I am sorry for such a long post. Perhaps there are ideas here that others can use. I also have to add that I have not tried any of this yet. It may be a miserable failure. In a few weeks, I have some time off and I will be trying it out.

Incidentally, sfoy, I found the links that you have been sharing fascinating. The goal of my bumbling B9 is just to animate him in some crude fashion. I do love to study real robotics however. Perhaps some day I will be able to work on something more sophisticated.

i guess the motors you are using are car window motors,they do draw a lot and lot of current i bought for them ,2 to have on hand for spares or other robot design and 2 for for my hand design for a very big robot,waiting to get a lathe to build the arm and hand with fingers fngers with be the hardest to control,in my design i have 3 itx computers ,one for navigation ,one for sensors and servo,s other for the main brain and software,body and wheel base done as head design did some tests at work and from the tests using a torque tester and weight looks to handle and lift 25 lb or more

robotmaker The motors are actually windshield wiper motors. I've never scientifically tested the torque on them, but they have a lot of guts. If you ever had the wipers come on while trying to clean the snow off the windshield you'll know what I mean. My arms will be geared down much slower than wipers move as well. They do draw a lot of power. Because of the size of my robot, I am putting in two deep cycle marine batteries in him. I have 900 amps of cold cranking power. That ought to keep him going for a while. Besides, he probably won't be moving his arms much. Maybe an occasional handshake, or wave. I do not foresee him taking up tennis, or anything like that.

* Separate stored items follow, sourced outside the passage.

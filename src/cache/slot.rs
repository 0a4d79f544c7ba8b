//! Per-resource cache slot.
//!
//! Each resource key owns one slot: the current entry behind a lock, a fetch
//! gate that coalesces concurrent fetches into a single in-flight request,
//! monotonic counters that let a completion prove it is still the most recent
//! fetch (and that no invalidation arrived mid-flight), and a subscriber
//! count used to decide whether invalidation refetches now or defers.

use std::sync::RwLock;
use std::sync::atomic::{AtomicU64, AtomicUsize, Ordering};

use time::OffsetDateTime;
use tokio::sync::{Mutex, MutexGuard};

use crate::util::lock::{rw_read, rw_write};

use super::entry::{CacheEntry, FetchStatus};

const SOURCE: &str = "cache::slot";

/// Proof of a specific issued fetch, checked again at completion.
#[derive(Debug, Clone, Copy)]
pub(crate) struct FetchTicket {
    seq: u64,
    invalidation_mark: u64,
}

pub(crate) struct ResourceSlot<T> {
    entry: RwLock<CacheEntry<T>>,
    fetch_gate: Mutex<()>,
    fetch_seq: AtomicU64,
    resolution_seq: AtomicU64,
    invalidation_seq: AtomicU64,
    subscribers: AtomicUsize,
}

impl<T: Clone> ResourceSlot<T> {
    pub(crate) fn new() -> Self {
        Self {
            entry: RwLock::new(CacheEntry::absent()),
            fetch_gate: Mutex::new(()),
            fetch_seq: AtomicU64::new(0),
            resolution_seq: AtomicU64::new(0),
            invalidation_seq: AtomicU64::new(0),
            subscribers: AtomicUsize::new(0),
        }
    }

    /// Clone of the current entry.
    pub(crate) fn snapshot(&self) -> CacheEntry<T> {
        rw_read(&self.entry, SOURCE, "snapshot").clone()
    }

    /// Serialize fetches for this resource; holders of the guard own the
    /// single in-flight request.
    pub(crate) async fn acquire_gate(&self) -> MutexGuard<'_, ()> {
        self.fetch_gate.lock().await
    }

    /// Count of fetches that have resolved, successfully or not.
    ///
    /// A caller that queues on the gate records this mark first; if it has
    /// moved by the time the gate is acquired, the fetch the caller was
    /// waiting on has resolved and its outcome is the caller's resolution too.
    pub(crate) fn resolution_mark(&self) -> u64 {
        self.resolution_seq.load(Ordering::SeqCst)
    }

    /// Record that a fetch is being issued.
    pub(crate) fn begin_fetch(&self) -> FetchTicket {
        let seq = self.fetch_seq.fetch_add(1, Ordering::SeqCst) + 1;
        let invalidation_mark = self.invalidation_seq.load(Ordering::SeqCst);
        rw_write(&self.entry, SOURCE, "begin_fetch").status = FetchStatus::Loading;
        FetchTicket {
            seq,
            invalidation_mark,
        }
    }

    /// Apply a successful fetch if it is still the latest issued one.
    ///
    /// Returns false when a newer fetch superseded this ticket; the stale
    /// result is discarded. If an invalidation arrived while the fetch was in
    /// flight the value is stored but stays marked stale, so the deferred
    /// refetch still happens.
    pub(crate) fn complete_fetch(&self, ticket: FetchTicket, value: T) -> bool {
        if self.fetch_seq.load(Ordering::SeqCst) != ticket.seq {
            return false;
        }
        let invalidated_mid_flight =
            self.invalidation_seq.load(Ordering::SeqCst) != ticket.invalidation_mark;
        let mut entry = rw_write(&self.entry, SOURCE, "complete_fetch");
        *entry = CacheEntry {
            value: Some(value),
            status: FetchStatus::Ready,
            last_fetched_at: Some(OffsetDateTime::now_utc()),
            stale: invalidated_mid_flight,
        };
        drop(entry);
        self.resolution_seq.fetch_add(1, Ordering::SeqCst);
        true
    }

    /// Record a failed fetch, preserving the last known good value.
    pub(crate) fn fail_fetch(&self, ticket: FetchTicket) -> bool {
        if self.fetch_seq.load(Ordering::SeqCst) != ticket.seq {
            return false;
        }
        rw_write(&self.entry, SOURCE, "fail_fetch").status = FetchStatus::Error;
        self.resolution_seq.fetch_add(1, Ordering::SeqCst);
        true
    }

    /// Mark the entry stale; the value remains readable until replaced.
    pub(crate) fn mark_stale(&self) {
        self.invalidation_seq.fetch_add(1, Ordering::SeqCst);
        rw_write(&self.entry, SOURCE, "mark_stale").stale = true;
    }

    pub(crate) fn add_subscriber(&self) {
        self.subscribers.fetch_add(1, Ordering::SeqCst);
    }

    pub(crate) fn remove_subscriber(&self) {
        let _ = self
            .subscribers
            .fetch_update(Ordering::SeqCst, Ordering::SeqCst, |count| {
                count.checked_sub(1)
            });
    }

    pub(crate) fn subscriber_count(&self) -> usize {
        self.subscribers.load(Ordering::SeqCst)
    }
}

#[cfg(test)]
mod tests {
    use super::*;

    #[test]
    fn completion_replaces_entry_wholesale() {
        let slot: ResourceSlot<Vec<u32>> = ResourceSlot::new();
        let ticket = slot.begin_fetch();
        assert_eq!(slot.snapshot().status, FetchStatus::Loading);

        assert!(slot.complete_fetch(ticket, vec![1, 2]));
        let entry = slot.snapshot();
        assert!(entry.is_fresh());
        assert_eq!(entry.value, Some(vec![1, 2]));
        assert!(entry.last_fetched_at.is_some());
    }

    #[test]
    fn superseded_completion_is_discarded() {
        let slot: ResourceSlot<u32> = ResourceSlot::new();
        let old = slot.begin_fetch();
        let new = slot.begin_fetch();

        assert!(slot.complete_fetch(new, 2));
        // The older fetch resolves late; its value must not win.
        assert!(!slot.complete_fetch(old, 1));
        assert_eq!(slot.snapshot().value, Some(2));
    }

    #[test]
    fn invalidation_mid_flight_keeps_entry_stale() {
        let slot: ResourceSlot<u32> = ResourceSlot::new();
        let ticket = slot.begin_fetch();
        slot.mark_stale();

        assert!(slot.complete_fetch(ticket, 7));
        let entry = slot.snapshot();
        assert_eq!(entry.value, Some(7));
        assert!(entry.stale);
        assert!(!entry.is_fresh());
    }

    #[test]
    fn failure_preserves_previous_value() {
        let slot: ResourceSlot<u32> = ResourceSlot::new();
        let ticket = slot.begin_fetch();
        assert!(slot.complete_fetch(ticket, 42));

        slot.mark_stale();
        let retry = slot.begin_fetch();
        assert!(slot.fail_fetch(retry));

        let entry = slot.snapshot();
        assert_eq!(entry.status, FetchStatus::Error);
        assert_eq!(entry.value, Some(42));
    }

    #[test]
    fn resolution_mark_moves_on_success_and_failure_alike() {
        let slot: ResourceSlot<u32> = ResourceSlot::new();
        let before = slot.resolution_mark();

        let ticket = slot.begin_fetch();
        assert_eq!(slot.resolution_mark(), before);
        assert!(slot.complete_fetch(ticket, 1));
        assert_eq!(slot.resolution_mark(), before + 1);

        slot.mark_stale();
        let retry = slot.begin_fetch();
        assert!(slot.fail_fetch(retry));
        assert_eq!(slot.resolution_mark(), before + 2);
    }

    #[test]
    fn superseded_resolutions_do_not_move_the_mark() {
        let slot: ResourceSlot<u32> = ResourceSlot::new();
        let old = slot.begin_fetch();
        let new = slot.begin_fetch();

        assert!(slot.complete_fetch(new, 2));
        let mark = slot.resolution_mark();
        assert!(!slot.complete_fetch(old, 1));
        assert!(!slot.fail_fetch(old));
        assert_eq!(slot.resolution_mark(), mark);
    }

    #[test]
    fn subscriber_count_never_underflows() {
        let slot: ResourceSlot<u32> = ResourceSlot::new();
        slot.remove_subscriber();
        assert_eq!(slot.subscriber_count(), 0);
        slot.add_subscriber();
        slot.add_subscriber();
        slot.remove_subscriber();
        assert_eq!(slot.subscriber_count(), 1);
    }
}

wow one very very heavy robot,marine batteries are the worst for robots,mostly acid and corrosion seen many of them use in robots and go bad alot gel cells are rated #1 for robot designs, i guess you are using wheel chair motors for the base thats what i am using in my big robot design,work out the current to be very low with all sensors,boards plus window power lift motors on arns and other current servo's and design is so well lasts over 4 hours on 35 amp gel battery that does weigh to much,and still handle a over extra 130 lb load

and windowshield wiper motors dont have alot of torque as you think,but do have more then most servo's i think 700 oz i saw somewhere online they only moving a wiper blade back and forth,not like a window power motor that has to lift a heavy glass window

wiper motors don't just go back and forth. They go around the same as a window motor.